Kucağında kızıyla mutfağa giren Cihad, hızlı hızlı masayı hazırlayan eşine baktı. Aleyna ile birbirlerine yakınlaşması tuhaftı. Hiç aklına gelmezdi onunla evleneceği ya da onu seveceği. Uhra ile aynı yaşta olduğu için onu herhangi biri olarak görüyordu ama şimdi karısıydı. Bu hayatta en değer verdiği kadındı. İki çocuğunun annesiydi ve onunla olduğu için kendini şanslı bir adam olarak görüyordu.
"Seni ilk farklı gördüğümde," Aleyna salata tabaklarını masaya yerleştirip göz ucuyla eşine baktı. Kolay kolay bir şeyler anlatmazdı ve bugün Cihad'ın konuşası tutmuştu. "Yine aynı kafedeydik. Baran ile gelmiştin ve ben sana ilk defa farklı bir gözle baktım. Öyle bakmış olmak bana çok kötü hissettirmişti." Aleyna gülümseyerek su bardaklarını masaya bıraktı.

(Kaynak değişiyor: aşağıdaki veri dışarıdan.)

/// The payload of a key signature meta event (`FF 59 02 sf mi`).
#[derive(Debug, Clone, Copy, PartialEq, Eq, Hash)]
#[cfg_attr(feature = "serde", derive(serde::Serialize, serde::Deserialize))]
pub struct KeySignature {
    /// `sf`: sharps (positive) or flats (negative), as a two's complement byte
    pub sf: u8,
    /// `mi`: `0` for a major key, `1` for a minor key
    pub mi: u8,
}

impl KeySignature {
    /// Number of sharps if positive, flats if negative. `0` is the key of C.
    pub const fn sharps_flats(&self) -> i8 {
        self.sf as i8
    }

    /// True for a minor key
    pub const fn is_minor(&self) -> bool {
        self.mi == 1
    }
}

impl From<[u8; 2]> for KeySignature {
    fn from([sf, mi]: [u8; 2]) -> Self {
        Self { sf, mi }
    }
}

#[test]
fn sharps_and_flats() {
    use pretty_assertions::assert_eq;
    let d_major = KeySignature::from([0x02, 0x00]);
    assert_eq!(d_major.sharps_flats(), 2);
    assert!(!d_major.is_minor());

    let f_minor = KeySignature::from([0xFC, 0x01]);
    assert_eq!(f_minor.sharps_flats(), -4);
    assert!(f_minor.is_minor());
}
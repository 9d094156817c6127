/// Unsigned Microseconds
#[derive(PartialEq, Eq, PartialOrd, Ord, Debug, Clone, Copy, Default, Hash)]
#[cfg_attr(feature = "serde", derive(serde::Serialize, serde::Deserialize))]
pub struct UMicros(u64);

impl UMicros {
    /// Creates a new instance of microseconds
    #[inline]
    pub const fn new(microseconds: u64) -> Self {
        Self(microseconds)
    }

    /// Returns the microseconds as a u64
    #[inline]
    pub const fn us(&self) -> u64 {
        self.0
    }

    /// Returns seconds
    #[inline]
    pub const fn as_secs_f64(&self) -> f64 {
        self.0 as f64 / 1_000_000.
    }
}

#[test]
fn micros_conversions() {
    use pretty_assertions::assert_eq;
    assert_eq!(UMicros::default(), UMicros::new(0));
    assert_eq!(UMicros::new(1_500_000).us(), 1_500_000);
    assert_eq!(UMicros::new(1_500_000).as_secs_f64(), 1.5);
}
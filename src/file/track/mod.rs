mod event;
pub use event::*;

mod decoder;
pub(crate) use decoder::*;

use crate::file::MetaEvent;
use alloc::{string::String, vec::Vec};

#[doc = r#"
A decoded `MTrk` chunk

Besides its events, a track records the total of its delta times and the
tempo of its last set tempo event.
"#]
#[derive(Debug, Clone, PartialEq, Eq, Hash)]
#[cfg_attr(feature = "serde", derive(serde::Serialize, serde::Deserialize))]
pub struct Track {
    tag: String,
    size: u32,
    ticks_duration: u32,
    tempo: u32,
    events: Vec<TrackEvent>,
}

impl Track {
    pub(crate) fn new(
        tag: String,
        size: u32,
        ticks_duration: u32,
        tempo: u32,
        events: Vec<TrackEvent>,
    ) -> Self {
        Self {
            tag,
            size,
            ticks_duration,
            tempo,
            events,
        }
    }

    /// The chunk tag, always `MTrk`
    pub fn tag(&self) -> &str {
        &self.tag
    }

    /// The chunk length declared in the file
    pub const fn size(&self) -> u32 {
        self.size
    }

    /// The sum of all delta times in the track
    pub const fn ticks_duration(&self) -> u32 {
        self.ticks_duration
    }

    /// Microseconds per quarter note of the last set tempo event, or `0`
    /// if the track has none.
    pub const fn tempo(&self) -> u32 {
        self.tempo
    }

    /// The events, in file order
    pub fn events(&self) -> &[TrackEvent] {
        &self.events
    }

    /// Take the events
    pub fn into_events(self) -> Vec<TrackEvent> {
        self.events
    }

    /// True if the last event is an end of track meta event
    pub fn end_of_track_present(&self) -> bool {
        matches!(
            self.events.last().map(TrackEvent::message),
            Some(TrackMessage::Meta(MetaEvent::EndOfTrack))
        )
    }

    /// The text of the first sequence/track name event
    pub fn name(&self) -> Option<&str> {
        self.events.iter().find_map(|event| match event.message() {
            TrackMessage::Meta(MetaEvent::Sequence(name)) => Some(name.as_str()),
            _ => None,
        })
    }
}
use crate::UMicros;

#[doc = r#"
The payload of a set tempo meta event (`FF 51 03 tt tt tt`).

The three bytes are a big-endian count of microseconds per quarter note.
"#]
#[derive(Debug, Clone, Copy, PartialEq, Eq, Hash, PartialOrd, Ord)]
#[cfg_attr(feature = "serde", derive(serde::Serialize, serde::Deserialize))]
pub struct Tempo(u32);

impl Tempo {
    /// Create a tempo from microseconds per quarter note
    pub const fn new(micros_per_quarter_note: u32) -> Self {
        Self(micros_per_quarter_note)
    }

    /// Read the 24-bit big-endian payload
    pub const fn from_be_bytes(bytes: [u8; 3]) -> Self {
        Self(((bytes[0] as u32) << 16) | ((bytes[1] as u32) << 8) | bytes[2] as u32)
    }

    /// Microseconds per quarter note
    pub const fn micros_per_quarter_note(&self) -> u32 {
        self.0
    }

    /// The length of a quarter note
    pub const fn quarter_note(&self) -> UMicros {
        UMicros::new(self.0 as u64)
    }

    /// Quarter notes per minute. Infinite for a tempo of zero.
    pub fn beats_per_minute(&self) -> f64 {
        60_000_000. / self.0 as f64
    }
}

#[test]
fn tempo_from_bytes() {
    use pretty_assertions::assert_eq;
    let tempo = Tempo::from_be_bytes([0x07, 0xA1, 0x20]);
    assert_eq!(tempo.micros_per_quarter_note(), 500_000);
    assert_eq!(tempo.beats_per_minute(), 120.);
    assert_eq!(tempo.quarter_note().as_secs_f64(), 0.5);

    assert_eq!(Tempo::from_be_bytes([0xFF, 0xFF, 0xFF]), Tempo::new(0x00FF_FFFF));
}
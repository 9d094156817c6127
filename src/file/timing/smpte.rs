#![doc = r#"
SMPTE frame rates

A MIDI file can measure time in two ways:

1. **Musical Time**: ticks per quarter note, scaled by the current tempo
2. **Absolute Time**: ticks per SMPTE frame, independent of tempo

The second is used when a file must line up with video or film. Both the
header division and the SMPTE offset meta event name one of four frame
rates.
"#]

/// The possible FPS (Frames Per Second) for MIDI tracks and files
///
/// - 24 fps: film
/// - 25 fps: PAL/SECAM television
/// - 29.97 fps: NTSC color television (drop-frame timecode)
/// - 30 fps: NTSC black & white, some digital video formats
#[derive(Debug, Clone, Copy, PartialEq, Eq, Hash)]
#[cfg_attr(feature = "serde", derive(serde::Serialize, serde::Deserialize))]
pub enum SmpteFps {
    /// 24 frames per second
    TwentyFour,
    /// 25 frames per second
    TwentyFive,
    /// 29.97 frames per second (30000/1001), drop frame
    TwentyNine,
    /// 30 frames per second
    Thirty,
}

impl SmpteFps {
    /// The nominal frame rate used in division arithmetic.
    ///
    /// Drop-frame 29.97 fps returns 30 here.
    pub const fn as_division(&self) -> u8 {
        match self {
            Self::TwentyFour => 24,
            Self::TwentyFive => 25,
            Self::TwentyNine => 30,
            Self::Thirty => 30,
        }
    }
    /// The precise frame rate, including the fractional drop-frame rate.
    pub const fn as_f64(&self) -> f64 {
        match self {
            Self::TwentyFour => 24.,
            Self::TwentyFive => 25.,
            Self::TwentyNine => DROP_FRAME,
            Self::Thirty => 30.,
        }
    }
}

/// 29.97002997... fps
const DROP_FRAME: f64 = 30_000. / 1001.;
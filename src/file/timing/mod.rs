mod smpte;
pub use smpte::*;

use crate::SmpteError;

/// How delta times are to be interpreted, decoded from the header's time division.
///
/// This is either the number of ticks per quarter note or
/// a SMPTE frame rate with a number of ticks per frame.
#[derive(Debug, Clone, Copy, PartialEq, Eq, Hash)]
#[cfg_attr(feature = "serde", derive(serde::Serialize, serde::Deserialize))]
pub enum Timing {
    /// Delta times are counted in fractions of a quarter note
    TicksPerQuarterNote(u16),

    /// Delta times are counted in fractions of a SMPTE frame
    Smpte(SmpteHeader),
}

impl Timing {
    /// Decode a time division word.
    ///
    /// When bit 15 is clear, bits 14 thru 0 are the ticks per quarter note.
    /// When set, bits 14 thru 8 hold one of -24, -25, -29 or -30 as a two's
    /// complement byte, and bits 7 thru 0 the ticks per frame.
    pub const fn from_division(division: u16) -> Result<Self, SmpteError> {
        let [hi, lo] = division.to_be_bytes();
        if hi >> 7 == 0 {
            return Ok(Self::TicksPerQuarterNote(division));
        }
        let fps = match hi as i8 {
            -24 => SmpteFps::TwentyFour,
            -25 => SmpteFps::TwentyFive,
            -29 => SmpteFps::TwentyNine,
            -30 => SmpteFps::Thirty,
            other => return Err(SmpteError::HeaderFrameTime(other)),
        };
        Ok(Self::Smpte(SmpteHeader {
            fps,
            ticks_per_frame: lo,
        }))
    }

    /// Returns Some if the midi timing is defined
    /// as ticks per quarter note
    pub const fn ticks_per_quarter_note(&self) -> Option<u16> {
        match self {
            Self::TicksPerQuarterNote(t) => Some(*t),
            _ => None,
        }
    }
}

/// A representation of the `smpte` timing for a MIDI file
#[derive(Debug, Clone, PartialEq, Eq, Copy, Hash)]
#[cfg_attr(feature = "serde", derive(serde::Serialize, serde::Deserialize))]
pub struct SmpteHeader {
    pub(crate) fps: SmpteFps,
    pub(crate) ticks_per_frame: u8,
}

impl SmpteHeader {
    /// Returns the frames per second
    pub const fn fps(&self) -> SmpteFps {
        self.fps
    }

    /// Returns the ticks per frame
    pub const fn ticks_per_frame(&self) -> u8 {
        self.ticks_per_frame
    }
}

#[test]
fn ticks_per_quarter_note_division() {
    use pretty_assertions::assert_eq;
    assert_eq!(
        Timing::from_division(96),
        Ok(Timing::TicksPerQuarterNote(96))
    );
    assert_eq!(
        Timing::from_division(0x01E0).unwrap().ticks_per_quarter_note(),
        Some(480)
    );
}

#[test]
fn smpte_division() {
    use pretty_assertions::assert_eq;
    // -25 fps, 40 ticks per frame
    let Timing::Smpte(smpte) = Timing::from_division(0xE728).unwrap() else {
        panic!("expected smpte timing");
    };
    assert_eq!(smpte.fps(), SmpteFps::TwentyFive);
    assert_eq!(smpte.ticks_per_frame(), 40);
    assert_eq!(smpte.fps().as_division(), 25);

    assert_eq!(
        Timing::from_division(0xE350).unwrap(),
        Timing::Smpte(SmpteHeader {
            fps: SmpteFps::TwentyNine,
            ticks_per_frame: 80
        })
    );
    assert_eq!(
        Timing::from_division(0xE028),
        Err(SmpteError::HeaderFrameTime(-32))
    );
}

"Ben kendimi bildim bileli sana farklı bakıyordum." Cihad'a yaklaştı. "Abi falanda demiyordum biliyorsun," Cihad hafifçe gülümsedi. Uhra, Baran'a abi diyordu ama Aleyna Cihad'a hiçbir hitabı kullanmamıştı. Aileleri bu konuda çok yanlış davranmıştı. Halbuki aralarında hiçbir kan bağı yoktu.
"Hep annemler yüzünden," Aleyna kızını eşinden aldı. "Hayır uzaktan yakından alakamız yokken neden kardeş gibi büyüyelim ki? Bu aşırı saçma. Kuzen olsak bir ihtimal kardeş deriz ama hiçbir bağımız yok."
"Aynen öyle, haklısın güzel karım." Aleyna gülümsedi ve sandalyesine oturdu. Cihangir uyuyordu ve sadece ikisi yemek yiyecekti. "Biz yine birbirimize yakındık ama abimle Uhra," Cihad huysuzca kaşlarını çattığında Aleyna güldü. "Hiç öyle bakma Cihad, abim kız kardeşini çok seviyor."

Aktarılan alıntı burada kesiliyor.